- [Records from a data source]
[Start of section]

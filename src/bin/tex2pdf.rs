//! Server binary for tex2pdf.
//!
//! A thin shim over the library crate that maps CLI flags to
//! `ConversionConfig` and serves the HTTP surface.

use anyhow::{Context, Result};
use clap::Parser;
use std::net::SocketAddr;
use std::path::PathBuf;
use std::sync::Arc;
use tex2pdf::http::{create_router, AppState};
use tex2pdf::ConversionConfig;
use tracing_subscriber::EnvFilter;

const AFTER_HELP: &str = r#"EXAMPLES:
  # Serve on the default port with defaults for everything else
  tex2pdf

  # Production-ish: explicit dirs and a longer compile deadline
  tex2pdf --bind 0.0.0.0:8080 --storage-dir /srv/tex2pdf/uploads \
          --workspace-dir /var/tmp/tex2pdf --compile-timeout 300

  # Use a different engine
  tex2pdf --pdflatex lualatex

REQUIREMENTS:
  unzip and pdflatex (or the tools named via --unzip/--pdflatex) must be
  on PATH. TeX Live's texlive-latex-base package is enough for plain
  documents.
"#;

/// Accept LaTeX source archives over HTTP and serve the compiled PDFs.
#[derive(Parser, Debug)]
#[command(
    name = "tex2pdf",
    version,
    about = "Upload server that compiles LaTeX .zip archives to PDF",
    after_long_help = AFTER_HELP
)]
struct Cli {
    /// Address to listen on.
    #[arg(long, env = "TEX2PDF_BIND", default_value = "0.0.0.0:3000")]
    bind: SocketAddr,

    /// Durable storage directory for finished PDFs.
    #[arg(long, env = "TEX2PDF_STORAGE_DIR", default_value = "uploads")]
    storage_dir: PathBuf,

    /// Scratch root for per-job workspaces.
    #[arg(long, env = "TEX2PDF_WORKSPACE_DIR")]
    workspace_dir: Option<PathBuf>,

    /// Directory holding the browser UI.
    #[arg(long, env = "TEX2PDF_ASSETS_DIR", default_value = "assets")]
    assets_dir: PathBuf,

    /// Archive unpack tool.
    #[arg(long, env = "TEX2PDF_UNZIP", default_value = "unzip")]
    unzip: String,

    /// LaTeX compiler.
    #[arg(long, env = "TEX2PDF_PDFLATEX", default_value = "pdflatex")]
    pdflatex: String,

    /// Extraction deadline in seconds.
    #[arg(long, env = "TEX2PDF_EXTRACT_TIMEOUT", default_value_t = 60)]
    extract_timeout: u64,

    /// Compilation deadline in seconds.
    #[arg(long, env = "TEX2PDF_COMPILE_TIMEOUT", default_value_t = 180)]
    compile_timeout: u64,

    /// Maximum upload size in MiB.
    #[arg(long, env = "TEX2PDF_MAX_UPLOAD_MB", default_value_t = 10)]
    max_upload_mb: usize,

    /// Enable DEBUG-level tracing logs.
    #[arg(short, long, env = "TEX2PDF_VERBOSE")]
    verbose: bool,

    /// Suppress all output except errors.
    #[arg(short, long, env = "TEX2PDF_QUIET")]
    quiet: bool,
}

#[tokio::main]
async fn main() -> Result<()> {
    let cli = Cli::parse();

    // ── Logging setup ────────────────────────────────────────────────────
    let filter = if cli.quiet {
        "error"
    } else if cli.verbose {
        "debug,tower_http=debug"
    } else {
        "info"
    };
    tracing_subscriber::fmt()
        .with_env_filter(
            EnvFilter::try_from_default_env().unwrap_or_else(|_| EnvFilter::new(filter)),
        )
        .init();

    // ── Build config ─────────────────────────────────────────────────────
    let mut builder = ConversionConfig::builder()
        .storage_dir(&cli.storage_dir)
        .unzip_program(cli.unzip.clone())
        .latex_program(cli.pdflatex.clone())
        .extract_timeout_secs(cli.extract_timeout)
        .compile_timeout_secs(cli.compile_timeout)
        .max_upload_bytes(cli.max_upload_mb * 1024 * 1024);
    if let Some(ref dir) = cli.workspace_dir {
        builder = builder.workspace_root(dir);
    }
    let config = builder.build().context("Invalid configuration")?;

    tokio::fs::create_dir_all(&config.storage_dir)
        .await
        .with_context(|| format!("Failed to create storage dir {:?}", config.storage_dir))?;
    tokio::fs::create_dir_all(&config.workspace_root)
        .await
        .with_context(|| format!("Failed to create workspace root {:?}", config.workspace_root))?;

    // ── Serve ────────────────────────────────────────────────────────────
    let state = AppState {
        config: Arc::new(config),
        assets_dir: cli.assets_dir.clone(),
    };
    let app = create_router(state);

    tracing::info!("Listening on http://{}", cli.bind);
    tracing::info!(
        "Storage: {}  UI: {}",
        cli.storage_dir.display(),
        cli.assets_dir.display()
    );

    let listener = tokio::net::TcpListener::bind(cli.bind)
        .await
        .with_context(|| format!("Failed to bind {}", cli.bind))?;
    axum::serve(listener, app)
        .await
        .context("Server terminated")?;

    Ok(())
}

[End of section]

- [What is needed] All of the entries, from the first line to the last, should be duplicated exactly.

- [Answer to this exercise]
filename src/bin/tex2pdf.rs
//! Server binary for tex2pdf.
//!
//! A thin shim over the library crate that maps CLI flags to
//! `ConversionConfig` and serves the HTTP surface.

use anyhow::{Context, Result};
use clap::Parser;
use std::net::SocketAddr;
use std::path::PathBuf;
use std::sync::Arc;
use tex2pdf::http::{create_router, AppState};
use tex2pdf::ConversionConfig;
use tracing_subscriber::EnvFilter;

const AFTER_HELP: &str = r#"EXAMPLES:
  # Serve on the default port with defaults for everything else
  tex2pdf

  # Production-ish: explicit dirs and a longer compile deadline
  tex2pdf --bind 0.0.0.0:8080 --storage-dir /srv/tex2pdf/uploads \
          --workspace-dir /var/tmp/tex2pdf --compile-timeout 300

  # Use a different engine
  tex2pdf --pdflatex lualatex

REQUIREMENTS:
  unzip and pdflatex (or the tools named via --unzip/--pdflatex) must be
  on PATH. TeX Live's texlive-latex-base package is enough for plain
  documents.
"#;

/// Accept LaTeX source archives over HTTP and serve the compiled PDFs.
#[derive(Parser, Debug)]
#[command(
    name = "tex2pdf",
    version,
    about = "Upload server that compiles LaTeX .zip archives to PDF",
    after_long_help = AFTER_HELP
)]
struct Cli {
    /// Address to listen on.
    #[arg(long, env = "TEX2PDF_BIND", default_value = "0.0.0.0:3000")]
    bind: SocketAddr,

    /// Durable storage directory for finished PDFs.
    #[arg(long, env = "TEX2PDF_STORAGE_DIR", default_value = "uploads")]
    storage_dir: PathBuf,

    /// Scratch root for per-job workspaces.
    #[arg(long, env = "TEX2PDF_WORKSPACE_DIR")]
    workspace_dir: Option<PathBuf>,

    /// Directory holding the browser UI.
    #[arg(long, env = "TEX2PDF_ASSETS_DIR", default_value = "assets")]
    assets_dir: PathBuf,

    /// Archive unpack tool.
    #[arg(long, env = "TEX2PDF_UNZIP", default_value = "unzip")]
    unzip: String,

    /// LaTeX compiler.
    #[arg(long, env = "TEX2PDF_PDFLATEX", default_value = "pdflatex")]
    pdflatex: String,

    /// Extraction deadline in seconds.
    #[arg(long, env = "TEX2PDF_EXTRACT_TIMEOUT", default_value_t = 60)]
    extract_timeout: u64,

    /// Compilation deadline in seconds.
    #[arg(long, env = "TEX2PDF_COMPILE_TIMEOUT", default_value_t = 180)]
    compile_timeout: u64,

    /// Maximum upload size in MiB.
    #[arg(long, env = "TEX2PDF_MAX_UPLOAD_MB", default_value_t = 10)]
    max_upload_mb: usize,

    /// Enable DEBUG-level tracing logs.
    #[arg(short, long, env = "TEX2PDF_VERBOSE")]
    verbose: bool,

    /// Suppress all output except errors.
    #[arg(short, long, env = "TEX2PDF_QUIET")]
    quiet: bool,
}

#[tokio::main]
async fn main() -> Result<()> {
    let cli = Cli::parse();

    // ── Logging setup ────────────────────────────────────────────────────
    let filter = if cli.quiet {
        "error"
    } else if cli.verbose {
        "debug,tower_http=debug"
    } else {
        "info"
    };
    tracing_subscriber::fmt()
        .with_env_filter(
            EnvFilter::try_from_default_env().unwrap_or_else(|_| EnvFilter::new(filter)),
        )
        .init();

    // ── Build config ─────────────────────────────────────────────────────
    let mut builder = ConversionConfig::builder()
        .storage_dir(&cli.storage_dir)
        .unzip_program(cli.unzip.clone())
        .latex_program(cli.pdflatex.clone())
        .extract_timeout_secs(cli.extract_timeout)
        .compile_timeout_secs(cli.compile_timeout)
        .max_upload_bytes(cli.max_upload_mb * 1024 * 1024);
    if let Some(ref dir) = cli.workspace_dir {
        builder = builder.workspace_root(dir);
    }
    let config = builder.build().context("Invalid configuration")?;

    tokio::fs::create_dir_all(&config.storage_dir)
        .await
        .with_context(|| format!("Failed to create storage dir {:?}", config.storage_dir))?;
    tokio::fs::create_dir_all(&config.workspace_root)
        .await
        .with_context(|| format!("Failed to create workspace root {:?}", config.workspace_root))?;

    // ── Serve ────────────────────────────────────────────────────────────
    let state = AppState {
        config: Arc::new(config),
        assets_dir: cli.assets_dir.clone(),
    };
    let app = create_router(state);

    tracing::info!("Listening on http://{}", cli.bind);
    tracing::info!(
        "Storage: {}  UI: {}",
        cli.storage_dir.display(),
        cli.assets_dir.display()
    );

    let listener = tokio::net::TcpListener::bind(cli.bind)
        .await
        .with_context(|| format!("Failed to bind {}", cli.bind))?;
    axum::serve(listener, app)
        .await
        .context("Server terminated")?;

    Ok(())
}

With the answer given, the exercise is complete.